══ Material to process

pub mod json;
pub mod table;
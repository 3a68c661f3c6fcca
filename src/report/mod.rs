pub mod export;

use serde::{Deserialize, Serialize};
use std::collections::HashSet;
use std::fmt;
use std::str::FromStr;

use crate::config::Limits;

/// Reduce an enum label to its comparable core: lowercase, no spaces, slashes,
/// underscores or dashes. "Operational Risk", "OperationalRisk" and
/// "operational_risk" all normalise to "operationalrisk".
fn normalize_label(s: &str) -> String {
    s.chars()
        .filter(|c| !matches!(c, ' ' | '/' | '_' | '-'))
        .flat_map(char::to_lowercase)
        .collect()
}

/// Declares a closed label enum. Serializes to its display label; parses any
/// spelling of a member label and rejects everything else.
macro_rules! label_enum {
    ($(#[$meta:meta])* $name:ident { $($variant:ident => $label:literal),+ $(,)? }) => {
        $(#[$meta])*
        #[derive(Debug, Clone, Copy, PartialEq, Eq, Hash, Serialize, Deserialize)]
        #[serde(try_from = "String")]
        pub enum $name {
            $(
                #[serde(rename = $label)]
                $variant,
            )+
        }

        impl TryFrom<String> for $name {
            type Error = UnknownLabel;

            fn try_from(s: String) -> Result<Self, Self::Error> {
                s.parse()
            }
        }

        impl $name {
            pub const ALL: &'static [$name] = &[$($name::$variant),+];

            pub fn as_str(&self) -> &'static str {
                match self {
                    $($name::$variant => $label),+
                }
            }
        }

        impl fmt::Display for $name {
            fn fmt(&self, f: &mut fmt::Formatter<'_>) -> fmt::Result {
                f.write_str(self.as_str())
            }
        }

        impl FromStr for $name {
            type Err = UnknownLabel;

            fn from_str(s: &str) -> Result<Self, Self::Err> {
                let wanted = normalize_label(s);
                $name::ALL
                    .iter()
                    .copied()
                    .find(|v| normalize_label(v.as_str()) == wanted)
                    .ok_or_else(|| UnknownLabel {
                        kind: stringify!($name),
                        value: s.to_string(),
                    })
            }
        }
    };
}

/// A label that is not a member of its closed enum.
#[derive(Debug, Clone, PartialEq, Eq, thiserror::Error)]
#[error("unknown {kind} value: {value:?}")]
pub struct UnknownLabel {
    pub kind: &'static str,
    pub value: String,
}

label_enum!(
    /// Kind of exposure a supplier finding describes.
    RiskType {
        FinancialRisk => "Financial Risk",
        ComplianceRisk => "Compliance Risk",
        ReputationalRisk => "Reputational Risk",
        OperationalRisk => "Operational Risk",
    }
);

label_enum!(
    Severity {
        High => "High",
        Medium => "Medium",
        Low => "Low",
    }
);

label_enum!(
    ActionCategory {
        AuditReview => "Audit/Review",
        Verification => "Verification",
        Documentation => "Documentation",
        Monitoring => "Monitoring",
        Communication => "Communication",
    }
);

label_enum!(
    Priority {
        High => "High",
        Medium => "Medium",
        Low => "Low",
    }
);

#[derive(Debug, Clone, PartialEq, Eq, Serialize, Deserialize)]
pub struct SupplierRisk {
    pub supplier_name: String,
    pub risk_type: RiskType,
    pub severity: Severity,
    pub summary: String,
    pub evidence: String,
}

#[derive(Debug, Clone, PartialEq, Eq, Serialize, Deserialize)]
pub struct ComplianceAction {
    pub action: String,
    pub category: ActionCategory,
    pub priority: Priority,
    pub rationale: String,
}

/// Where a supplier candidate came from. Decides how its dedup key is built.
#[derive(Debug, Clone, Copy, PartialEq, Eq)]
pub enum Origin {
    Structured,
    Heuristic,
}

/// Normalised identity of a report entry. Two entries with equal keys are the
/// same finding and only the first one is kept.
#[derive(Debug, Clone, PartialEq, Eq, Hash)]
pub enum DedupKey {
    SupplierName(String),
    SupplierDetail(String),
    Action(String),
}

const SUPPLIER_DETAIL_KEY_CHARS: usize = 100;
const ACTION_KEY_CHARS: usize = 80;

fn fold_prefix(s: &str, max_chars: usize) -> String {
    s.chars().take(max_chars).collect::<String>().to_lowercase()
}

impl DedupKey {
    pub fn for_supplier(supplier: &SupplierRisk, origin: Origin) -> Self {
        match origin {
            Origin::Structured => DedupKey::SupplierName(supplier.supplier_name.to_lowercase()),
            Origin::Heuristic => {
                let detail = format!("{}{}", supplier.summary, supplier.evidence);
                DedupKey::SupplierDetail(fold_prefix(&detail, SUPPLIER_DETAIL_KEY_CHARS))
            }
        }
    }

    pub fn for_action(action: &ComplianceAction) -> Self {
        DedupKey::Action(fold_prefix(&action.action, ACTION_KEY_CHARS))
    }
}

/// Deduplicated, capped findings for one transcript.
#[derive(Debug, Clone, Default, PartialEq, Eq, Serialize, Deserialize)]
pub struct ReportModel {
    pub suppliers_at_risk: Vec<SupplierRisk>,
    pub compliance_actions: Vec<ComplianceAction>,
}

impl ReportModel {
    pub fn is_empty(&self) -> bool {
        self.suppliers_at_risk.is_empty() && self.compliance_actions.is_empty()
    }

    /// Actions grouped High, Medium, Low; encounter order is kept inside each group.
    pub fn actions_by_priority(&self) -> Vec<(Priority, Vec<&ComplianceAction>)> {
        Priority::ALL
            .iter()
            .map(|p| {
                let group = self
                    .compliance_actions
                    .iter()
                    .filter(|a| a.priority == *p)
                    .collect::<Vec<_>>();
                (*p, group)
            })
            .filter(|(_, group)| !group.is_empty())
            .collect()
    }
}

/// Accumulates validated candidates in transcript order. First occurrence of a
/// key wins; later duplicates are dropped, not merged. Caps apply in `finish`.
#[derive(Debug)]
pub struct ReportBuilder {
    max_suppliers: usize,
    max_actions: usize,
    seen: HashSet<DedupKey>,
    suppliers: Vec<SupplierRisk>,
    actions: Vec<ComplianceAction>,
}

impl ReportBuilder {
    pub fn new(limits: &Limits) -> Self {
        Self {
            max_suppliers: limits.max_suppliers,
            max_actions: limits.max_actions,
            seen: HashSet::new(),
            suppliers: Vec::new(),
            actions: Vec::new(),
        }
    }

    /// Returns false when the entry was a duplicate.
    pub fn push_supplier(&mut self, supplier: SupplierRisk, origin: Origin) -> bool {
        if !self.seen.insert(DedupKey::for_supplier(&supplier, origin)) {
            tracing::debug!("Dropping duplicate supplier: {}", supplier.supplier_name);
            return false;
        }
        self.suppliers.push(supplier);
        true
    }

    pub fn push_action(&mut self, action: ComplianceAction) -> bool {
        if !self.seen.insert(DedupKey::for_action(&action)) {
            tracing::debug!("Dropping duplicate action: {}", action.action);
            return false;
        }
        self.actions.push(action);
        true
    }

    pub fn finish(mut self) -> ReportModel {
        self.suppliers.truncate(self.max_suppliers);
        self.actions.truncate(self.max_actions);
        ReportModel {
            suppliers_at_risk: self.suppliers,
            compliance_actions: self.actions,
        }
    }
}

════
══ Material to process

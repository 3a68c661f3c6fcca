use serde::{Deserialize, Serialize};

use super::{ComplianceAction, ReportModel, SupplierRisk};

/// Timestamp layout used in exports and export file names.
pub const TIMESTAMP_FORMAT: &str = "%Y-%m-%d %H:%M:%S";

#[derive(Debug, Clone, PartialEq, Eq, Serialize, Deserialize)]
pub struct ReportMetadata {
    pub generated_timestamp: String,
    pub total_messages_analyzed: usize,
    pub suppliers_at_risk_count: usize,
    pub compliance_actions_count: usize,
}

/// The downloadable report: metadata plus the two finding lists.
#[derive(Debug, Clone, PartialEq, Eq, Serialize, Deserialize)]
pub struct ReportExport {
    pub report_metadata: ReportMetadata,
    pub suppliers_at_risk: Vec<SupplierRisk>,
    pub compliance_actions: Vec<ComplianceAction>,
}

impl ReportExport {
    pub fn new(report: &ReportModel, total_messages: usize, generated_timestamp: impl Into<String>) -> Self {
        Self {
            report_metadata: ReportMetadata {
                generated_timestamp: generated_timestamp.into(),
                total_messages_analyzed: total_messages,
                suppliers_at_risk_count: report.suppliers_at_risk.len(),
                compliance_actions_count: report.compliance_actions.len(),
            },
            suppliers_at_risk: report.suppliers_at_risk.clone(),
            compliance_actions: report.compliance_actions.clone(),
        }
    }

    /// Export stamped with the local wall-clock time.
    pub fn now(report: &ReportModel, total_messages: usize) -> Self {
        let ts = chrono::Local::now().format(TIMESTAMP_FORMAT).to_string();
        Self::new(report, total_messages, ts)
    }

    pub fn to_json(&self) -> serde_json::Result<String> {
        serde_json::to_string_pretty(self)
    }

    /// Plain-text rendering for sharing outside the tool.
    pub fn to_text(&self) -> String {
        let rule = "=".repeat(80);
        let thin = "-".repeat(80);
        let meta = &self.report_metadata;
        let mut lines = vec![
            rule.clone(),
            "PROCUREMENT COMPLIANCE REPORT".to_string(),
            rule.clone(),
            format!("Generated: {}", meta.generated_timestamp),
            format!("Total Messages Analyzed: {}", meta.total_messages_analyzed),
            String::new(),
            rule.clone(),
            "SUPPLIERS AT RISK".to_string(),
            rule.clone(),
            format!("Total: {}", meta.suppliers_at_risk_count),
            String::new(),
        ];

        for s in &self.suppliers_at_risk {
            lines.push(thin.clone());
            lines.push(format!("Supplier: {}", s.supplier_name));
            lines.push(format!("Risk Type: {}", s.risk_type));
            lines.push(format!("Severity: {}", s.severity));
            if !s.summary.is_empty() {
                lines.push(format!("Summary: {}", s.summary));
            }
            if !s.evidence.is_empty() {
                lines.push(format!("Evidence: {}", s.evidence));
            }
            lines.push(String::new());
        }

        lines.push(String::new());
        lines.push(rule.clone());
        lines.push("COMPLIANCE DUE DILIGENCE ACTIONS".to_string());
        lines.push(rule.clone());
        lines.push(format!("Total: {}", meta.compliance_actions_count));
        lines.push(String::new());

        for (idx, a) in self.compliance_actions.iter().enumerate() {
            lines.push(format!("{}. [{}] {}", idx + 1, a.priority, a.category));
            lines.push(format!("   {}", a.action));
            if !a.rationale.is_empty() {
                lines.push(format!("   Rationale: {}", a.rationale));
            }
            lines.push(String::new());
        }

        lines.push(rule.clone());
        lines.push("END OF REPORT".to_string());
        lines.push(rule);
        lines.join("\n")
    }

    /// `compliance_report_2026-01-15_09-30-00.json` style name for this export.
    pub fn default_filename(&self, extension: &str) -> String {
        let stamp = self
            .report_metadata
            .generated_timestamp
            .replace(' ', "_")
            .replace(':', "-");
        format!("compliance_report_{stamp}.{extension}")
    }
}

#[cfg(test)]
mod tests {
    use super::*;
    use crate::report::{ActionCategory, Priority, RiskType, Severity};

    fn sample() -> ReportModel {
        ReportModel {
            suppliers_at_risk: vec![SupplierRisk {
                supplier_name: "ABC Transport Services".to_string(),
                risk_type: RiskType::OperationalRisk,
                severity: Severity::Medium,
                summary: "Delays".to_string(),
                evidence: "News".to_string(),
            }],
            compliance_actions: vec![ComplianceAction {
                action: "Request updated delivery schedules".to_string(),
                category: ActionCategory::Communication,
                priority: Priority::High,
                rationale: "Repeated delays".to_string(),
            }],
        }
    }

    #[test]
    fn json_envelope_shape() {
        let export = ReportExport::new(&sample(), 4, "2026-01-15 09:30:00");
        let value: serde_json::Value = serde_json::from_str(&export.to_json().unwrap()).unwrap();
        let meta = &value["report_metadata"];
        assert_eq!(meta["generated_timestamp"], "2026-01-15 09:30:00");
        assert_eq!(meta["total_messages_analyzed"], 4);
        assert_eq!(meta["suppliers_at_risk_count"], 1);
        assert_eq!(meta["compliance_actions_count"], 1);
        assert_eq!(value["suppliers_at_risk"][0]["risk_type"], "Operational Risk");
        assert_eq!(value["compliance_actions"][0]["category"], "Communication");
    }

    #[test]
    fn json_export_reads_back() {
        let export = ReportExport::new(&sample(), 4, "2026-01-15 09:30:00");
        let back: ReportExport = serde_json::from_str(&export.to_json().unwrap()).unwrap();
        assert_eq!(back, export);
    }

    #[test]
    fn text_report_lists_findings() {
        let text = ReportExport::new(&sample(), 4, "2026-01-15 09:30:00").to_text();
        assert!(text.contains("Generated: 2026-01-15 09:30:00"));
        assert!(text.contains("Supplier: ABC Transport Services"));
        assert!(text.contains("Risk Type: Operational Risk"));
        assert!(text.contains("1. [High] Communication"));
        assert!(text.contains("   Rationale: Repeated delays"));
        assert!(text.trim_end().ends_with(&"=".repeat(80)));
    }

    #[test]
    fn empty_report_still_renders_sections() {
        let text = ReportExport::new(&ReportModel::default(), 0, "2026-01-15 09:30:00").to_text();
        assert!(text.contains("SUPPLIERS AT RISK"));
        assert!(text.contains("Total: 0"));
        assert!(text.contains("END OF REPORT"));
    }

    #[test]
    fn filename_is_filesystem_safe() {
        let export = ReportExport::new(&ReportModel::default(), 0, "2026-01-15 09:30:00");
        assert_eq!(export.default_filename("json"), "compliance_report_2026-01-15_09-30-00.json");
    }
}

════
══ Material to process

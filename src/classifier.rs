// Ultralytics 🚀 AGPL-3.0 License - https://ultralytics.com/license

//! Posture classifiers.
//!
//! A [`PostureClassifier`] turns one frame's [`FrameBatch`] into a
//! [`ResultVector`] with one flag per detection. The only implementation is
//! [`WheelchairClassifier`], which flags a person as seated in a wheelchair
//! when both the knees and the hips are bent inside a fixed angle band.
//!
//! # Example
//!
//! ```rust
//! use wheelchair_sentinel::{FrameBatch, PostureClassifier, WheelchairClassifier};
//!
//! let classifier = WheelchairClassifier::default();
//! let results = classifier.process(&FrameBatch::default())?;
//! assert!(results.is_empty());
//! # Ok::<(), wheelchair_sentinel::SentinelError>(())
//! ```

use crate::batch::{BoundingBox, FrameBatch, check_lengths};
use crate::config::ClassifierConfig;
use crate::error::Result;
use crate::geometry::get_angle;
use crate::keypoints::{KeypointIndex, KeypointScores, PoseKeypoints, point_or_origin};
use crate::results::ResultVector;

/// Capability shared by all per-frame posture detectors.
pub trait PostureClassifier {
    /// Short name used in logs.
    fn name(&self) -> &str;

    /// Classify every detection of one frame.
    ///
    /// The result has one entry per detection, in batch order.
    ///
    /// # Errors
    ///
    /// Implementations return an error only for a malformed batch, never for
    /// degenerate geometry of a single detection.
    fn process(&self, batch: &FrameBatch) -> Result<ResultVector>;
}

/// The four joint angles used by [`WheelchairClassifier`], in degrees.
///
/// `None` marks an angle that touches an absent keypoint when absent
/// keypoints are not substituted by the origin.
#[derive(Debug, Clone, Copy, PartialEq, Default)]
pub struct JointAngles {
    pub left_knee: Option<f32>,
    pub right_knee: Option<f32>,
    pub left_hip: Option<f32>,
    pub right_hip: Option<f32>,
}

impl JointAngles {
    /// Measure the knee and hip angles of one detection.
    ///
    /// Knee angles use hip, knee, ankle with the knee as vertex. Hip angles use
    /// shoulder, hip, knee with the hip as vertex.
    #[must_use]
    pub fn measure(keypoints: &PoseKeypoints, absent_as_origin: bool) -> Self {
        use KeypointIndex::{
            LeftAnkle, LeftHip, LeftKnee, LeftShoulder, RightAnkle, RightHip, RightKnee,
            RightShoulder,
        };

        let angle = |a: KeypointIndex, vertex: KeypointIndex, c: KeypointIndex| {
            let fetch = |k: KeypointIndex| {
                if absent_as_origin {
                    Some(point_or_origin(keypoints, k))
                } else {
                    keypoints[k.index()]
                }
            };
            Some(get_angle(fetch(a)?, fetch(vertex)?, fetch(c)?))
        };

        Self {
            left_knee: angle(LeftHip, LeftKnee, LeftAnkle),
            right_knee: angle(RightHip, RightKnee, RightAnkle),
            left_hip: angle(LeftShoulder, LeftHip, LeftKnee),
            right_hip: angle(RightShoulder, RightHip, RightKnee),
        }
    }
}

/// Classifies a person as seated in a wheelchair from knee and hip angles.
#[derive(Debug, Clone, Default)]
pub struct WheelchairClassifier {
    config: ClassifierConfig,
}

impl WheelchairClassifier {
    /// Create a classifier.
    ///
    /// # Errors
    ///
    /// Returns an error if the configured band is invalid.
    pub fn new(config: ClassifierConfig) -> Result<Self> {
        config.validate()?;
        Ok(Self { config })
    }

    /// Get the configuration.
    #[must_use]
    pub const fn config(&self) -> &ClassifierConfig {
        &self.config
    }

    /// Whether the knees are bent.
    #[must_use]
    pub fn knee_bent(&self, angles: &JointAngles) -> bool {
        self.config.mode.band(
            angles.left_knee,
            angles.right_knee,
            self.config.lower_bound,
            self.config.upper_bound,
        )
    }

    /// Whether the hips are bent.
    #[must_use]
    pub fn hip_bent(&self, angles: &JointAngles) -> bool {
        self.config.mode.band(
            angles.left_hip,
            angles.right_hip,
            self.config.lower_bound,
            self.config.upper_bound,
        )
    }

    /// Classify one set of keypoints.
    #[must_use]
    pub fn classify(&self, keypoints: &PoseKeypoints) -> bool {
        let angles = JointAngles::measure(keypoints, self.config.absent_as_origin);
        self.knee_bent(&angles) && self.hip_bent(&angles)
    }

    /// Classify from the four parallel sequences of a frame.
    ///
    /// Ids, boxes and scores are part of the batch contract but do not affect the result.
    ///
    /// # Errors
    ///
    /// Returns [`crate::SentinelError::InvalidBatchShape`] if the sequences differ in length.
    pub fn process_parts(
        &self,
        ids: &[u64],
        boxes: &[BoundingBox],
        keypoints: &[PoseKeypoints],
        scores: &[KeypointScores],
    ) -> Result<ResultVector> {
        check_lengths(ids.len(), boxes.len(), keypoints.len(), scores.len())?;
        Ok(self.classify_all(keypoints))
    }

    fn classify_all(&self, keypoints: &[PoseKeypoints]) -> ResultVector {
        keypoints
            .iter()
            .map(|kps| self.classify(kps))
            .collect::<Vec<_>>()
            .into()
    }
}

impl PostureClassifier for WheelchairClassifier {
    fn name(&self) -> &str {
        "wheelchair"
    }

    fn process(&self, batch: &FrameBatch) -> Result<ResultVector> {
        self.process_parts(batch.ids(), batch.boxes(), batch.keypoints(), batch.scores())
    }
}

════

* **The task**: Whenever the string "Communication" shows up in a line of the entries, copy that line.

* **Solution to this task**:
        Communication => "Communication",
                category: ActionCategory::Communication,
        assert_eq!(value["compliance_actions"][0]["category"], "Communication");
        assert!(text.contains("1. [High] Communication"));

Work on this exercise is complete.